- _Exercise instructions_
Return the material exactly. Every line must stay as it is.

- _Available records_
####################
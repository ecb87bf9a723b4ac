use crate::world::EntityId;

use super::selector::Mode;

/// Who is responsible for a grab or activation: the selector's anchor/grabber pair.
#[derive(Debug, Clone, Copy, PartialEq, Eq)]
pub struct Holder {
    pub anchor: EntityId,
    pub grabber: EntityId,
}

#[derive(Debug, Clone, Copy, PartialEq, Eq)]
pub enum InteractionEvent {
    Grab { entity: EntityId, holder: Holder },
    Drop { entity: EntityId, holder: Holder },
    Active { entity: EntityId, holder: Holder },
    Inactive { entity: EntityId, holder: Holder },
    ModeChanged { from: Mode, to: Mode },
}

impl InteractionEvent {
    pub fn entity(&self) -> Option<EntityId> {
        match self {
            Self::Grab { entity, .. }
            | Self::Drop { entity, .. }
            | Self::Active { entity, .. }
            | Self::Inactive { entity, .. } => Some(*entity),
            Self::ModeChanged { .. } => None,
        }
    }

    fn kind(&self) -> InteractionEventKind {
        match self {
            Self::Grab { .. } => InteractionEventKind::Grab,
            Self::Drop { .. } => InteractionEventKind::Drop,
            Self::Active { .. } => InteractionEventKind::Active,
            Self::Inactive { .. } => InteractionEventKind::Inactive,
            Self::ModeChanged { .. } => InteractionEventKind::ModeChanged,
        }
    }
}

#[derive(Debug, Clone, Copy, PartialEq, Eq)]
enum InteractionEventKind {
    Grab,
    Drop,
    Active,
    Inactive,
    ModeChanged,
}

#[derive(Debug, Clone, Copy, Default, PartialEq, Eq)]
pub struct InteractionEventCounts {
    pub total: u32,
    pub grabs: u32,
    pub drops: u32,
    pub activations: u32,
    pub deactivations: u32,
    pub mode_changes: u32,
}

impl InteractionEventCounts {
    fn record(&mut self, kind: InteractionEventKind) {
        self.total = self.total.saturating_add(1);
        match kind {
            InteractionEventKind::Grab => self.grabs = self.grabs.saturating_add(1),
            InteractionEventKind::Drop => self.drops = self.drops.saturating_add(1),
            InteractionEventKind::Active => {
                self.activations = self.activations.saturating_add(1)
            }
            InteractionEventKind::Inactive => {
                self.deactivations = self.deactivations.saturating_add(1)
            }
            InteractionEventKind::ModeChanged => {
                self.mode_changes = self.mode_changes.saturating_add(1)
            }
        }
    }
}

/// Ordered outbox for interaction notifications.
///
/// Events are appended in the exact order transitions happen and drained by
/// the session once the current callback has finished mutating state.
#[derive(Debug, Default)]
pub struct InteractionEventBus {
    pending: Vec<InteractionEvent>,
    lifetime_counts: InteractionEventCounts,
}

impl InteractionEventBus {
    pub fn emit(&mut self, event: InteractionEvent) {
        self.lifetime_counts.record(event.kind());
        self.pending.push(event);
    }

    pub fn pending(&self) -> &[InteractionEvent] {
        &self.pending
    }

    pub fn drain(&mut self) -> Vec<InteractionEvent> {
        std::mem::take(&mut self.pending)
    }

    pub fn lifetime_counts(&self) -> InteractionEventCounts {
        self.lifetime_counts
    }
}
####################
- _Solution_
repository ecb87bf9a723b4ac
use crate::world::EntityId;

use super::selector::Mode;

/// Who is responsible for a grab or activation: the selector's anchor/grabber pair.
#[derive(Debug, Clone, Copy, PartialEq, Eq)]
pub struct Holder {
    pub anchor: EntityId,
    pub grabber: EntityId,
}

#[derive(Debug, Clone, Copy, PartialEq, Eq)]
pub enum InteractionEvent {
    Grab { entity: EntityId, holder: Holder },
    Drop { entity: EntityId, holder: Holder },
    Active { entity: EntityId, holder: Holder },
    Inactive { entity: EntityId, holder: Holder },
    ModeChanged { from: Mode, to: Mode },
}

impl InteractionEvent {
    pub fn entity(&self) -> Option<EntityId> {
        match self {
            Self::Grab { entity, .. }
            | Self::Drop { entity, .. }
            | Self::Active { entity, .. }
            | Self::Inactive { entity, .. } => Some(*entity),
            Self::ModeChanged { .. } => None,
        }
    }

    fn kind(&self) -> InteractionEventKind {
        match self {
            Self::Grab { .. } => InteractionEventKind::Grab,
            Self::Drop { .. } => InteractionEventKind::Drop,
            Self::Active { .. } => InteractionEventKind::Active,
            Self::Inactive { .. } => InteractionEventKind::Inactive,
            Self::ModeChanged { .. } => InteractionEventKind::ModeChanged,
        }
    }
}

#[derive(Debug, Clone, Copy, PartialEq, Eq)]
enum InteractionEventKind {
    Grab,
    Drop,
    Active,
    Inactive,
    ModeChanged,
}

#[derive(Debug, Clone, Copy, Default, PartialEq, Eq)]
pub struct InteractionEventCounts {
    pub total: u32,
    pub grabs: u32,
    pub drops: u32,
    pub activations: u32,
    pub deactivations: u32,
    pub mode_changes: u32,
}

impl InteractionEventCounts {
    fn record(&mut self, kind: InteractionEventKind) {
        self.total = self.total.saturating_add(1);
        match kind {
            InteractionEventKind::Grab => self.grabs = self.grabs.saturating_add(1),
            InteractionEventKind::Drop => self.drops = self.drops.saturating_add(1),
            InteractionEventKind::Active => {
                self.activations = self.activations.saturating_add(1)
            }
            InteractionEventKind::Inactive => {
                self.deactivations = self.deactivations.saturating_add(1)
            }
            InteractionEventKind::ModeChanged => {
                self.mode_changes = self.mode_changes.saturating_add(1)
            }
        }
    }
}

/// Ordered outbox for interaction notifications.
///
/// Events are appended in the exact order transitions happen and drained by
/// the session once the current callback has finished mutating state.
#[derive(Debug, Default)]
pub struct InteractionEventBus {
    pending: Vec<InteractionEvent>,
    lifetime_counts: InteractionEventCounts,
}

impl InteractionEventBus {
    pub fn emit(&mut self, event: InteractionEvent) {
        self.lifetime_counts.record(event.kind());
        self.pending.push(event);
    }

    pub fn pending(&self) -> &[InteractionEvent] {
        &self.pending
    }

    pub fn drain(&mut self) -> Vec<InteractionEvent> {
        std::mem::take(&mut self.pending)
    }

    pub fn lifetime_counts(&self) -> InteractionEventCounts {
        self.lifetime_counts
    }
}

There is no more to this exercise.